§ **REQUIREMENT**: Copy out each line of the data that holds the string "means".

======== GIVEN ENTRIES

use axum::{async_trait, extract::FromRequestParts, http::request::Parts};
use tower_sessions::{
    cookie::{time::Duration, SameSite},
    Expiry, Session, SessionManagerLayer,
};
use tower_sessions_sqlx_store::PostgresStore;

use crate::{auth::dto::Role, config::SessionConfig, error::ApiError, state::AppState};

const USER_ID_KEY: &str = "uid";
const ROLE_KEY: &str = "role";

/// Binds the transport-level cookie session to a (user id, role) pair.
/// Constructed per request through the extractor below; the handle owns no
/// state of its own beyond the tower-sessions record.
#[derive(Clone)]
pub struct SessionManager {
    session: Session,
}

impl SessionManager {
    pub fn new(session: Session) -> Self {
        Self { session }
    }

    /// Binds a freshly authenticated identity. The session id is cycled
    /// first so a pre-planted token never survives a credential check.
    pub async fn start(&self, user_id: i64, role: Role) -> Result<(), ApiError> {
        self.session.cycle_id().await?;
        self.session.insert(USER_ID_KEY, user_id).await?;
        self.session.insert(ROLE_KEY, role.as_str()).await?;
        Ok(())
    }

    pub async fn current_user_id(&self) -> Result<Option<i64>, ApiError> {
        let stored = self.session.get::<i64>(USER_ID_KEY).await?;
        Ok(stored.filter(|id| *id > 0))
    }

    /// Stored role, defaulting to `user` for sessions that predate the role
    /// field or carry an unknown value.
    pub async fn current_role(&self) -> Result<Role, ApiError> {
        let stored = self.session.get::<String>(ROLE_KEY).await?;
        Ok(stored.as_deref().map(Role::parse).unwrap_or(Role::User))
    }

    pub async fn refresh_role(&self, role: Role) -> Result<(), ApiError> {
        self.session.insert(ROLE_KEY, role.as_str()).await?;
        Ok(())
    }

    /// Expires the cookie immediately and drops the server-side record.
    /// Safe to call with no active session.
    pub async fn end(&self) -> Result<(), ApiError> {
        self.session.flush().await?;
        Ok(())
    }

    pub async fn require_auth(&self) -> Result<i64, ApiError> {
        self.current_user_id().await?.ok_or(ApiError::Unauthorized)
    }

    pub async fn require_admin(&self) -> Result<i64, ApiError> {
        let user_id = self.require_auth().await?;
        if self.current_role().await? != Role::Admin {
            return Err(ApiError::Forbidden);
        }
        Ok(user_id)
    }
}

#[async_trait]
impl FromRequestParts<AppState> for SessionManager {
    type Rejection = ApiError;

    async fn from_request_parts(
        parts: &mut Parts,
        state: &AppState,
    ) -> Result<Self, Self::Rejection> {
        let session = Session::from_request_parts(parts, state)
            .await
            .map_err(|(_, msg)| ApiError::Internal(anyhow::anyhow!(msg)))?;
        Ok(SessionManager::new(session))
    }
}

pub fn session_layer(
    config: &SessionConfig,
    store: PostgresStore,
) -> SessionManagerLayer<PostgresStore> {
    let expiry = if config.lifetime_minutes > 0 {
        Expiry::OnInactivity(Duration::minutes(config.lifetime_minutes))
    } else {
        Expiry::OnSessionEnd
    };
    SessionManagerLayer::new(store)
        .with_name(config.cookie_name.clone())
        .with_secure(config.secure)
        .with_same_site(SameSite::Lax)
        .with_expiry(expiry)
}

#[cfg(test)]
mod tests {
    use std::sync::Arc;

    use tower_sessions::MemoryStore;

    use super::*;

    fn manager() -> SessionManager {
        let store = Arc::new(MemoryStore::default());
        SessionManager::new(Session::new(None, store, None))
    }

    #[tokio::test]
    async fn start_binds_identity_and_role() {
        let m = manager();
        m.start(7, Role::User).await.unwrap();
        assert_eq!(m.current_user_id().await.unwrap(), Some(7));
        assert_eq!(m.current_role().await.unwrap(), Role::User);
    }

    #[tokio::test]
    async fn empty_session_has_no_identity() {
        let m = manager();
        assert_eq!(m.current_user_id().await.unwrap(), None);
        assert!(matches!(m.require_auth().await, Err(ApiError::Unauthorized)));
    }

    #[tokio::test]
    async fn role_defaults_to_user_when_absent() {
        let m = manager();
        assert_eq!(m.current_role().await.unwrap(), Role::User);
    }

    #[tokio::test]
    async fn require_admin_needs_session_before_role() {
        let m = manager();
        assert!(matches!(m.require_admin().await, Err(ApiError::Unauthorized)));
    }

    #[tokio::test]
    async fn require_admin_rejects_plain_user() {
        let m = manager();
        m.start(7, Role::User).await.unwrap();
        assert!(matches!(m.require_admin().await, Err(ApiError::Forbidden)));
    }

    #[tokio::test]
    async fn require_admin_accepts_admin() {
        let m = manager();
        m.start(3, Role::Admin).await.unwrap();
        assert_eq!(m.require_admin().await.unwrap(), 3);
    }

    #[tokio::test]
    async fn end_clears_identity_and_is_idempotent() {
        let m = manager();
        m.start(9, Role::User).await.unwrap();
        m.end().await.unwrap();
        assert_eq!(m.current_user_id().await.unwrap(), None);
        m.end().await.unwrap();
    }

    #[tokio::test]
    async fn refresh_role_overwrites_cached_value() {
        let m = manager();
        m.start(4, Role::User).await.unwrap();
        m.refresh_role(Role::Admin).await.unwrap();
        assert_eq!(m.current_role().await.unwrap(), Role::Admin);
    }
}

================
======== GIVEN ENTRIES

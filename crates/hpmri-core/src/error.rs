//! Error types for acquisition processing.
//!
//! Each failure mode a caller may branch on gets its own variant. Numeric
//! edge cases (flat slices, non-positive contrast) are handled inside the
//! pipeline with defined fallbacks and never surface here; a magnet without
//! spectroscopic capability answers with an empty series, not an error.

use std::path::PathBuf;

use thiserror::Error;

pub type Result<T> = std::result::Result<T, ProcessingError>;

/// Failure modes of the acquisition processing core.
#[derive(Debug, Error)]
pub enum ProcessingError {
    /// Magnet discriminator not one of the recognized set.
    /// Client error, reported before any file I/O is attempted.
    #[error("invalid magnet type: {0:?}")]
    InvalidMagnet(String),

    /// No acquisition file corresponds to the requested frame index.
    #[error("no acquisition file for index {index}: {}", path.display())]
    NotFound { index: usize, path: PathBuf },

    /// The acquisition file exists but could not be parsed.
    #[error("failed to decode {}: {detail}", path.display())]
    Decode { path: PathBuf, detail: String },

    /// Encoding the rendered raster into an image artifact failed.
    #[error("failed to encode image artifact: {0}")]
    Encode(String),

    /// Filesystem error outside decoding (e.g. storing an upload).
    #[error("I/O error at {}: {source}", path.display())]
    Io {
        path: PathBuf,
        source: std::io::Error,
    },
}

================
======== GIVEN ENTRIES

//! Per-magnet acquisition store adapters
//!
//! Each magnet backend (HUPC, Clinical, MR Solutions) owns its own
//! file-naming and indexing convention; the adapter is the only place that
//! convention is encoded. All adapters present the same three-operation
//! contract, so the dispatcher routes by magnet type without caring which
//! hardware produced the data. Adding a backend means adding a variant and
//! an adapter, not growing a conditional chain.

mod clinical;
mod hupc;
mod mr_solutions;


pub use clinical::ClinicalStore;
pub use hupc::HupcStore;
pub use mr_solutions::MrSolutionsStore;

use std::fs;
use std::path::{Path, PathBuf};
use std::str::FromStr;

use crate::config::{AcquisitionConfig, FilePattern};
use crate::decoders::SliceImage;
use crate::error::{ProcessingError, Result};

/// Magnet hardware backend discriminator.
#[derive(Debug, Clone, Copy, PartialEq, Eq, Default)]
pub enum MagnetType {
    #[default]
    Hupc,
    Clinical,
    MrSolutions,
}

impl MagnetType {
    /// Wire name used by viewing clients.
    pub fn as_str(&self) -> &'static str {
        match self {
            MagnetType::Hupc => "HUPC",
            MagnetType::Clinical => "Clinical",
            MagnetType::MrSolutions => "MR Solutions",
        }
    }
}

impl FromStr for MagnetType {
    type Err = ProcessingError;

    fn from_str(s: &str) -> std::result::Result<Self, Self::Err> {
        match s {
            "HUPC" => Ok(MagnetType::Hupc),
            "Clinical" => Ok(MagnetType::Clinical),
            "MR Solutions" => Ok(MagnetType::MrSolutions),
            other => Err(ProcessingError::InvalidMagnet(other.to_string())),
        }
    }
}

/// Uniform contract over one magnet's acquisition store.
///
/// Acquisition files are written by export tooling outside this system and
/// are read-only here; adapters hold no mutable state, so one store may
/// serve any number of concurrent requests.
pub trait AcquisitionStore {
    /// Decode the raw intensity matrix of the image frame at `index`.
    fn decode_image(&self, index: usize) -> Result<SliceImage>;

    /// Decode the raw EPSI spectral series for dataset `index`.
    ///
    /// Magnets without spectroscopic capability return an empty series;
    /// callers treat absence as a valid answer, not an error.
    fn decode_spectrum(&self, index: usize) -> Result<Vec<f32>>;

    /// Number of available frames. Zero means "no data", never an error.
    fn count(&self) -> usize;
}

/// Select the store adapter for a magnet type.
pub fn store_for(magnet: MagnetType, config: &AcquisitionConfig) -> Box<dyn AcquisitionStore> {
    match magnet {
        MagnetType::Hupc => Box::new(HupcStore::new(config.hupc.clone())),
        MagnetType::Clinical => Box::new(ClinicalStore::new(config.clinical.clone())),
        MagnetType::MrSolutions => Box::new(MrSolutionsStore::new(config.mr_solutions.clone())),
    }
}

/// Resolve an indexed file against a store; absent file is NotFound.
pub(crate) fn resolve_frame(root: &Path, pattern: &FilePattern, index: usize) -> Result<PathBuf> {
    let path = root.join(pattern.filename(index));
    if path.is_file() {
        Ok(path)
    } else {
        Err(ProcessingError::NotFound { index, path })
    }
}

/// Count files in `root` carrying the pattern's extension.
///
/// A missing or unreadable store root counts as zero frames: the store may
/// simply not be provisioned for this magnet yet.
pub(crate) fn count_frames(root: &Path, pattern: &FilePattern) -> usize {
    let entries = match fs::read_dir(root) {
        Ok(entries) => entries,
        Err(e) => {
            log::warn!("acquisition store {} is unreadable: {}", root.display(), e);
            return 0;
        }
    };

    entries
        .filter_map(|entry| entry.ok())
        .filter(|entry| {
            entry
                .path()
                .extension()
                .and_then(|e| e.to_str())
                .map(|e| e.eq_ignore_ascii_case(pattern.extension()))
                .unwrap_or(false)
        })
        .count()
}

================

§ **REPLY TO THE TASK**:
//! hardware produced the data. Adding a backend means adding a variant and
    /// Number of available frames. Zero means "no data", never an error.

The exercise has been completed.